▶ _EXERCISE DATA_
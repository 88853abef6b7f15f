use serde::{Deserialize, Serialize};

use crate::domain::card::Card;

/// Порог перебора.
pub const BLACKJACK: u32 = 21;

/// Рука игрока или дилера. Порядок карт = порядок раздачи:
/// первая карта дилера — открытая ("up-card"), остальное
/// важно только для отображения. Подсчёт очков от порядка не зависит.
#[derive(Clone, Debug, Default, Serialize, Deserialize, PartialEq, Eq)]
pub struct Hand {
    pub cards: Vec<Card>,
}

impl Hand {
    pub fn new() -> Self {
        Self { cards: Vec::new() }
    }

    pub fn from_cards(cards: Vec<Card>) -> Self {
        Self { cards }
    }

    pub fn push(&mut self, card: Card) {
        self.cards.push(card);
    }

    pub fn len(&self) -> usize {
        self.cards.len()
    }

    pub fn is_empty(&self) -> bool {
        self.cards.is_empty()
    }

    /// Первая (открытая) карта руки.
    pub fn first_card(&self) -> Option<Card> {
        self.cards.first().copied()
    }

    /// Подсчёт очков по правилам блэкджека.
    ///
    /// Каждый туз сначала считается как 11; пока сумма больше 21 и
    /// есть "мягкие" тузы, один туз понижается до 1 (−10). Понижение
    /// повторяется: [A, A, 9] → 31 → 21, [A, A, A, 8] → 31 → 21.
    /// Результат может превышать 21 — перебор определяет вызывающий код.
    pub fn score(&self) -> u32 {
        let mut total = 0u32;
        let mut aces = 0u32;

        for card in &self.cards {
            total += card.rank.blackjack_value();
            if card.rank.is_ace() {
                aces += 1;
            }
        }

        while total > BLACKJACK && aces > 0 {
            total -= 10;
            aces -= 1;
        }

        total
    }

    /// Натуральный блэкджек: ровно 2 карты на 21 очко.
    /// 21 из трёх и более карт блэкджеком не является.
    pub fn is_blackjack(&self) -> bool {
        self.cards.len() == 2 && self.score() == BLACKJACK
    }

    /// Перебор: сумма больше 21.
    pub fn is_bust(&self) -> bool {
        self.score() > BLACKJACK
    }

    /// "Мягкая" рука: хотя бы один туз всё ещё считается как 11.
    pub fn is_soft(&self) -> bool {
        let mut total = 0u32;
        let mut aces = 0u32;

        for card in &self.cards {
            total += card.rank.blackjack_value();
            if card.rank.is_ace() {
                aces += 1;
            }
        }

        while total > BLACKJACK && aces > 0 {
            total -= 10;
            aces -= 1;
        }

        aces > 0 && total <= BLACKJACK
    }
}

---

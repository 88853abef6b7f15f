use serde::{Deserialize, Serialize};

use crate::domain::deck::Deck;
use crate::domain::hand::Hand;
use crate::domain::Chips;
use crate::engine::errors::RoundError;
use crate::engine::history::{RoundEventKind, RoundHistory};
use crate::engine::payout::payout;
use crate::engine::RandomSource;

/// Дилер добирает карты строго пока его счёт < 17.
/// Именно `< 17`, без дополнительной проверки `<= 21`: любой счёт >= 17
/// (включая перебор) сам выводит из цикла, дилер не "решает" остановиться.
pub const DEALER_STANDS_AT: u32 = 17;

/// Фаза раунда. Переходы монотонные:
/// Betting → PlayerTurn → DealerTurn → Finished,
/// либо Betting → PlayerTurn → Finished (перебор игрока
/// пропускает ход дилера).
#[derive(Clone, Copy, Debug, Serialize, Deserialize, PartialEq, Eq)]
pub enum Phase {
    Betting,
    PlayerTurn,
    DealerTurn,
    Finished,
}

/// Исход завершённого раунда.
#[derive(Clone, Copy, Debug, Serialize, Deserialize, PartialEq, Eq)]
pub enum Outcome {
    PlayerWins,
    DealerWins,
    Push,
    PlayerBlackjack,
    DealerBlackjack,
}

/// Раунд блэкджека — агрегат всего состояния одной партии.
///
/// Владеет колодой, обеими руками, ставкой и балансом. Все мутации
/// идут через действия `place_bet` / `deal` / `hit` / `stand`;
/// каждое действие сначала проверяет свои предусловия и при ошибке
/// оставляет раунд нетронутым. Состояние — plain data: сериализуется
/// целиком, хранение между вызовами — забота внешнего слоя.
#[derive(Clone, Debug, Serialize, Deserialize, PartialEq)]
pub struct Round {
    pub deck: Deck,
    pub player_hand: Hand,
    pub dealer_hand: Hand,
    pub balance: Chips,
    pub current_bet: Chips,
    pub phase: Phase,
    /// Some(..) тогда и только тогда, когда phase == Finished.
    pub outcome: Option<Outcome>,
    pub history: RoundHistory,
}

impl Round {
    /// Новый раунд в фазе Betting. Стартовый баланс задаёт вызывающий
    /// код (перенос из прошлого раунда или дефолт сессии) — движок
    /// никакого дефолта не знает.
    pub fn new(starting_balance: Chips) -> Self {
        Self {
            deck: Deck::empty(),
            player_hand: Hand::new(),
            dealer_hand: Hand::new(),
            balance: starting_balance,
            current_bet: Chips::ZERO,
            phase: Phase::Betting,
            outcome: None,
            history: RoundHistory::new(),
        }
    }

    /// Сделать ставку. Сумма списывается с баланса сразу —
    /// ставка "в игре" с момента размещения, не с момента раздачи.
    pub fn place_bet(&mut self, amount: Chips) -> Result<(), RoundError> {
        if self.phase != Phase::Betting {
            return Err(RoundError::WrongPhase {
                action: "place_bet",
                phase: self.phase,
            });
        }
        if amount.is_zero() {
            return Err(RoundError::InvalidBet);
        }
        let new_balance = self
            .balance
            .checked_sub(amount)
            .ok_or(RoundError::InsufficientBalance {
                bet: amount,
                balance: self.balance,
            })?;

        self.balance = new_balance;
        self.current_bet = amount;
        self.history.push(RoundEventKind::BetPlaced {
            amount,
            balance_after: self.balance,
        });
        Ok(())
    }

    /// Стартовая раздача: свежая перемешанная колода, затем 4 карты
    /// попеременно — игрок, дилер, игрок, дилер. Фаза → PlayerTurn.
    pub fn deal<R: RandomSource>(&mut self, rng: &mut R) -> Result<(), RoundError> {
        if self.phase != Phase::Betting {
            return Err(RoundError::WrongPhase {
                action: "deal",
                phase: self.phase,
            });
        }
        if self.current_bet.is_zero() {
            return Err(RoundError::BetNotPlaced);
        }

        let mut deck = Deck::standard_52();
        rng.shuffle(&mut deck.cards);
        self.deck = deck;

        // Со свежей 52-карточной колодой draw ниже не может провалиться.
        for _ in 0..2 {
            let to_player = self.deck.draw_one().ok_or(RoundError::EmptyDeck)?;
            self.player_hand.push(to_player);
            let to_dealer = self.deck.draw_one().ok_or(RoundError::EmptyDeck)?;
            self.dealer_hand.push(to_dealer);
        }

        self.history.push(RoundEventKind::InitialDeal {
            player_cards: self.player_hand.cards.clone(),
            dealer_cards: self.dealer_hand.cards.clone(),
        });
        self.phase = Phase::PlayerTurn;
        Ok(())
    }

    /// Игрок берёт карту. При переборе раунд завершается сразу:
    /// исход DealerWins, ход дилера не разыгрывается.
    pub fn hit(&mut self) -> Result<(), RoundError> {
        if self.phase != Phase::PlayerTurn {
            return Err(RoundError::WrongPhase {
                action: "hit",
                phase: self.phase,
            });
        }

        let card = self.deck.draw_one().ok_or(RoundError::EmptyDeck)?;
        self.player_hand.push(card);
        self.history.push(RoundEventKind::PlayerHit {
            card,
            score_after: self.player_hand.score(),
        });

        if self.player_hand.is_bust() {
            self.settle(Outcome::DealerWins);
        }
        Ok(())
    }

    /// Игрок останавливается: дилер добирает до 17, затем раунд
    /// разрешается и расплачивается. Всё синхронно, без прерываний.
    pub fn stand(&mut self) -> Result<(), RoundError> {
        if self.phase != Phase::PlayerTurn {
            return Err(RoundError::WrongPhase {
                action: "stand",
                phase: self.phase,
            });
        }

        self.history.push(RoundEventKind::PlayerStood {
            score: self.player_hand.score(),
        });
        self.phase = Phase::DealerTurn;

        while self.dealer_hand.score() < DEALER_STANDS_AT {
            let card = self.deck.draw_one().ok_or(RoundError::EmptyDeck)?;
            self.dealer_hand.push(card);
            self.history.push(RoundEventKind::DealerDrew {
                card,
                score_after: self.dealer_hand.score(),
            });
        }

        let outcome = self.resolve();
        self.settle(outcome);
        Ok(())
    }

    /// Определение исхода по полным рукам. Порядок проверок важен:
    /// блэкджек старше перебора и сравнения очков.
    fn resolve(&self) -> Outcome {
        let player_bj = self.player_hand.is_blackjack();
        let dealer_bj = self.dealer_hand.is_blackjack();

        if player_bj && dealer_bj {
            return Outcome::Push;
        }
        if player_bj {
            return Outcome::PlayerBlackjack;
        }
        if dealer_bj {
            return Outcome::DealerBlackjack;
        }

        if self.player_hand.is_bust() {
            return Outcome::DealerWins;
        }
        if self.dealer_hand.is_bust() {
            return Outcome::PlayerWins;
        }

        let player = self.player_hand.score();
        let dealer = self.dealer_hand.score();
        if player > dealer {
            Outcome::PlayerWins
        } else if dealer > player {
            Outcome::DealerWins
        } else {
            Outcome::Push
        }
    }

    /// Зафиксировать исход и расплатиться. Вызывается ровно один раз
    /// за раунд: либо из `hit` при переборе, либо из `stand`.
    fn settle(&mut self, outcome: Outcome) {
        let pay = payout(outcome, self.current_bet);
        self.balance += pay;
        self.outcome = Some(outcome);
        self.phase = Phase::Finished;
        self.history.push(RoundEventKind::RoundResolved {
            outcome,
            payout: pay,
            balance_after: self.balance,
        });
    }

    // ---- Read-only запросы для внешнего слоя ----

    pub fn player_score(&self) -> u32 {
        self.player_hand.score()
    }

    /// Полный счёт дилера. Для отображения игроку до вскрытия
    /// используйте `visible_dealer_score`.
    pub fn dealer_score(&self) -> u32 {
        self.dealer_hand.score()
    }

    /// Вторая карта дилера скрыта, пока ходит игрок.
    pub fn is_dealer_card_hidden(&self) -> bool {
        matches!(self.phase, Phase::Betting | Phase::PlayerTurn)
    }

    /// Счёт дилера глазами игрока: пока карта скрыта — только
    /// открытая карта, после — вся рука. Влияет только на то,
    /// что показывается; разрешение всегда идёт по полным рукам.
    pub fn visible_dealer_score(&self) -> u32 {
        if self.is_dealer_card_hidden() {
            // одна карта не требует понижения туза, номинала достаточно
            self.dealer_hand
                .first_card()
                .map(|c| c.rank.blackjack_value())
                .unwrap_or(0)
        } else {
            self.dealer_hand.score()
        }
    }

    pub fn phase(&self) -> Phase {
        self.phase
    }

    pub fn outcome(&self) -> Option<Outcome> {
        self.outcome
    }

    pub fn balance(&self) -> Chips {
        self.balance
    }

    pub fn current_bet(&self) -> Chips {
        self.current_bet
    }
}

▶ _AIM OF THE EXERCISE_
Give back exactly the lines of the listing above that run from the line with "17, затем раунд" to the line with "self.phase = Phase::Finished;", inclusive.

▶ _TASK ANSWER_
    /// Игрок останавливается: дилер добирает до 17, затем раунд
    /// разрешается и расплачивается. Всё синхронно, без прерываний.
    pub fn stand(&mut self) -> Result<(), RoundError> {
        if self.phase != Phase::PlayerTurn {
            return Err(RoundError::WrongPhase {
                action: "stand",
                phase: self.phase,
            });
        }

        self.history.push(RoundEventKind::PlayerStood {
            score: self.player_hand.score(),
        });
        self.phase = Phase::DealerTurn;

        while self.dealer_hand.score() < DEALER_STANDS_AT {
            let card = self.deck.draw_one().ok_or(RoundError::EmptyDeck)?;
            self.dealer_hand.push(card);
            self.history.push(RoundEventKind::DealerDrew {
                card,
                score_after: self.dealer_hand.score(),
            });
        }

        let outcome = self.resolve();
        self.settle(outcome);
        Ok(())
    }

    /// Определение исхода по полным рукам. Порядок проверок важен:
    /// блэкджек старше перебора и сравнения очков.
    fn resolve(&self) -> Outcome {
        let player_bj = self.player_hand.is_blackjack();
        let dealer_bj = self.dealer_hand.is_blackjack();

        if player_bj && dealer_bj {
            return Outcome::Push;
        }
        if player_bj {
            return Outcome::PlayerBlackjack;
        }
        if dealer_bj {
            return Outcome::DealerBlackjack;
        }

        if self.player_hand.is_bust() {
            return Outcome::DealerWins;
        }
        if self.dealer_hand.is_bust() {
            return Outcome::PlayerWins;
        }

        let player = self.player_hand.score();
        let dealer = self.dealer_hand.score();
        if player > dealer {
            Outcome::PlayerWins
        } else if dealer > player {
            Outcome::DealerWins
        } else {
            Outcome::Push
        }
    }

    /// Зафиксировать исход и расплатиться. Вызывается ровно один раз
    /// за раунд: либо из `hit` при переборе, либо из `stand`.
    fn settle(&mut self, outcome: Outcome) {
        let pay = payout(outcome, self.current_bet);
        self.balance += pay;
        self.outcome = Some(outcome);
        self.phase = Phase::Finished;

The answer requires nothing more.